In the book’s appendix, Pence reprints several documents that emphasize different aspects of his public service. There is his 2016 Republican convention speech, in which he hailed Trump as both an “uncalculating truth-teller” and “his own man, distinctly American”; his 2016 State of the State of Indiana address; his letter to Congress on Jan. 6, 2021, in which he stated that the vice president’s role in certifying an election is “largely ceremonial”; and his letter to then-Speaker Nancy Pelosi, six days after the attack on the Capitol, refusing to invoke the Constitution’s 25th Amendment to remove Trump from office. Pence also adds two texts in which he takes special pride, and which I imagine him citing in any future presidential run.

First is an essay titled “Confessions of a Negative Campaigner,” which Pence published in 1991 after his second failed run for Congress. “It is wrong, quite simply, to squander a candidate’s priceless moment in history, a moment in which he or she could have brought critical issues before the citizenry, on partisan bickering,” Pence wrote. He was describing himself, with regret. The second is a speech that Pence, then representing Indiana’s Sixth Congressional District, delivered at Hillsdale College in 2010. “You must always be wary of a president who seems to float upon his own greatness,” Pence declared. He was describing the Obama presidency, with disdain. The president, he wrote, “does not command us; we command him. We serve neither him nor his vision.” Pence warned that “if a president joins the power of his office to his own willful interpretation, he steps away from a government of laws and toward a government of men.”
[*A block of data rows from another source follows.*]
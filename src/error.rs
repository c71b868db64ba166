//! Error types and error handling strategy for cojob.
//!
//! A job body reports failure by returning `Err(Error)`. The same type also
//! carries cooperative cancellation, so one `?` at a suspension point is enough
//! to unwind a cancelled body:
//!
//! - **Cancellation**: raised at a suspension point when the ambient job is
//!   finishing. Carries a [`JobCancelled`] naming the cancelled job and the
//!   reason (with the original failure as its cause, if any).
//! - **Failure**: anything else escaping a body. Recorded as the job's cause,
//!   escalated to the parent for `launch` jobs, delivered to awaiters for
//!   `deferred` jobs.
//! - **Runtime**: the driver itself could not make progress (stall, step
//!   limit) or detected an internal bug.
//!
//! `Error` is cheap to clone: job records keep their terminal failure and hand
//! copies to every joiner and awaiter.

use core::fmt;
use std::sync::Arc;

use crate::types::{CancelReason, JobId};

/// The kind of error.
#[derive(Debug, Clone, Copy, PartialEq, Eq, Hash)]
pub enum ErrorKind {
    // === Cancellation ===
    /// The ambient job was cancelled; raised at a suspension point.
    Cancelled,

    // === Failure ===
    /// User-provided error escaping a job body.
    User,
    /// A job body panicked while being polled.
    Panicked,

    // === Runtime ===
    /// The dispatcher ran dry while the root job was still outstanding.
    Stalled,
    /// The configured step limit was exhausted.
    StepLimitExceeded,
    /// Internal runtime error (bug).
    Internal,
}

impl ErrorKind {
    /// Returns the error category for this kind.
    #[must_use]
    pub const fn category(&self) -> ErrorCategory {
        match self {
            Self::Cancelled => ErrorCategory::Cancellation,
            Self::User | Self::Panicked => ErrorCategory::Failure,
            Self::Stalled | Self::StepLimitExceeded | Self::Internal => ErrorCategory::Runtime,
        }
    }
}

/// High-level error category for grouping related errors.
#[derive(Debug, Clone, Copy, PartialEq, Eq, Hash)]
pub enum ErrorCategory {
    /// Cooperative cancellation; never reported as unhandled.
    Cancellation,
    /// A job body failed.
    Failure,
    /// The runtime driver failed.
    Runtime,
}

/// Cancellation observed at a suspension point.
///
/// `job` is the job whose cancellation is being raised: the ambient job of the
/// suspending coroutine, or the awaited deferred when `await` observes a
/// cancelled target.
#[derive(Debug, Clone)]
pub struct JobCancelled {
    /// The cancelled job.
    pub job: JobId,
    /// Why it was cancelled.
    pub reason: CancelReason,
}

impl JobCancelled {
    /// Creates a new cancellation marker.
    #[must_use]
    pub const fn new(job: JobId, reason: CancelReason) -> Self {
        Self { job, reason }
    }

    /// Returns the original failure behind this cancellation, if any.
    #[must_use]
    pub fn cause(&self) -> Option<&Error> {
        self.reason.cause.as_ref()
    }
}

impl fmt::Display for JobCancelled {
    fn fmt(&self, f: &mut fmt::Formatter<'_>) -> fmt::Result {
        write!(f, "job {} was cancelled: {}", self.job, self.reason)
    }
}

/// The main error type for cojob operations.
#[derive(Clone)]
pub struct Error {
    kind: ErrorKind,
    message: Option<String>,
    source: Option<Arc<dyn std::error::Error + Send + Sync>>,
    cancellation: Option<Arc<JobCancelled>>,
}

impl Error {
    /// Creates a new error with the given kind.
    #[must_use]
    pub const fn new(kind: ErrorKind) -> Self {
        Self {
            kind,
            message: None,
            source: None,
            cancellation: None,
        }
    }

    /// Wraps an arbitrary error as a user failure.
    #[must_use]
    pub fn user(source: impl std::error::Error + Send + Sync + 'static) -> Self {
        let message = source.to_string();
        Self::new(ErrorKind::User)
            .with_message(message)
            .with_source(source)
    }

    /// Creates the cancellation error raised for `cancelled.job`.
    #[must_use]
    pub fn job_cancelled(cancelled: JobCancelled) -> Self {
        Self {
            kind: ErrorKind::Cancelled,
            message: Some(cancelled.to_string()),
            source: None,
            cancellation: Some(Arc::new(cancelled)),
        }
    }

    /// Creates a panic failure from a caught panic payload message.
    #[must_use]
    pub fn panicked(message: impl Into<String>) -> Self {
        Self::new(ErrorKind::Panicked).with_message(message)
    }

    /// Creates an internal error (runtime bug).
    #[must_use]
    pub fn internal(detail: impl Into<String>) -> Self {
        Self::new(ErrorKind::Internal).with_message(detail)
    }

    /// Returns the error kind.
    #[must_use]
    pub const fn kind(&self) -> ErrorKind {
        self.kind
    }

    /// Returns the error category.
    #[must_use]
    pub const fn category(&self) -> ErrorCategory {
        self.kind.category()
    }

    /// Returns true if this error represents cancellation.
    #[must_use]
    pub const fn is_cancelled(&self) -> bool {
        matches!(self.kind, ErrorKind::Cancelled)
    }

    /// Returns true if this error is a body failure (not a cancellation).
    #[must_use]
    pub const fn is_failure(&self) -> bool {
        matches!(self.kind.category(), ErrorCategory::Failure)
    }

    /// Adds a message description to the error.
    #[must_use]
    pub fn with_message(mut self, msg: impl Into<String>) -> Self {
        self.message = Some(msg.into());
        self
    }

    /// Adds a source error to the chain.
    #[must_use]
    pub fn with_source(mut self, source: impl std::error::Error + Send + Sync + 'static) -> Self {
        self.source = Some(Arc::new(source));
        self
    }

    /// Returns the error message, if any.
    #[must_use]
    pub fn message(&self) -> Option<&str> {
        self.message.as_deref()
    }

    /// Returns the cancellation details for `Cancelled` errors.
    #[must_use]
    pub fn cancellation(&self) -> Option<&JobCancelled> {
        self.cancellation.as_deref()
    }

    /// Returns the job whose cancellation this error reports.
    #[must_use]
    pub fn cancelled_job(&self) -> Option<JobId> {
        self.cancellation.as_ref().map(|c| c.job)
    }

    /// Walks cancellation wrappers down to the failure that started them.
    ///
    /// Returns `self` for failures and for cancellations without a cause.
    #[must_use]
    pub fn root_cause(&self) -> &Self {
        let mut current = self;
        while let Some(cause) = current.cancellation.as_ref().and_then(|c| c.cause()) {
            current = cause;
        }
        current
    }

    /// Returns the wrapped source error if it is of type `E`.
    #[must_use]
    pub fn downcast_ref<E: std::error::Error + 'static>(&self) -> Option<&E> {
        let source: &(dyn std::error::Error + 'static) = self.source.as_deref()?;
        source.downcast_ref::<E>()
    }
}

impl fmt::Debug for Error {
    fn fmt(&self, f: &mut fmt::Formatter<'_>) -> fmt::Result {
        let mut s = f.debug_struct("Error");
        s.field("kind", &self.kind);
        if let Some(msg) = &self.message {
            s.field("message", msg);
        }
        if let Some(source) = &self.source {
            s.field("source", source);
        }
        if let Some(cancellation) = &self.cancellation {
            s.field("job", &cancellation.job);
            s.field("reason", &cancellation.reason.kind);
        }
        s.finish()
    }
}

impl fmt::Display for Error {
    fn fmt(&self, f: &mut fmt::Formatter<'_>) -> fmt::Result {
        write!(f, "{:?}", self.kind)?;
        if let Some(msg) = &self.message {
            write!(f, ": {msg}")?;
        }
        Ok(())
    }
}

impl std::error::Error for Error {
    fn source(&self) -> Option<&(dyn std::error::Error + 'static)> {
        if let Some(cause) = self.cancellation.as_ref().and_then(|c| c.cause()) {
            return Some(cause);
        }
        self.source.as_ref().map(|e| e.as_ref() as _)
    }
}

impl From<JobCancelled> for Error {
    fn from(c: JobCancelled) -> Self {
        Self::job_cancelled(c)
    }
}

impl From<std::io::Error> for Error {
    fn from(e: std::io::Error) -> Self {
        Self::user(e)
    }
}

/// A specialized Result type for cojob operations.
#[allow(clippy::result_large_err)]
pub type Result<T> = core::result::Result<T, Error>;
These documents provide an apt coda to Pence’s vice presidency. One day, he may use them to distinguish himself from his president and his friend, to try to show that Pence, too, can be his own man. For now, he does not make the obvious connection between the sentiments in his essay and speech and his experience campaigning and governing alongside Donald Trump. Or if he does, he is calculating enough to keep it to himself.

After all, Mike Pence was there to serve.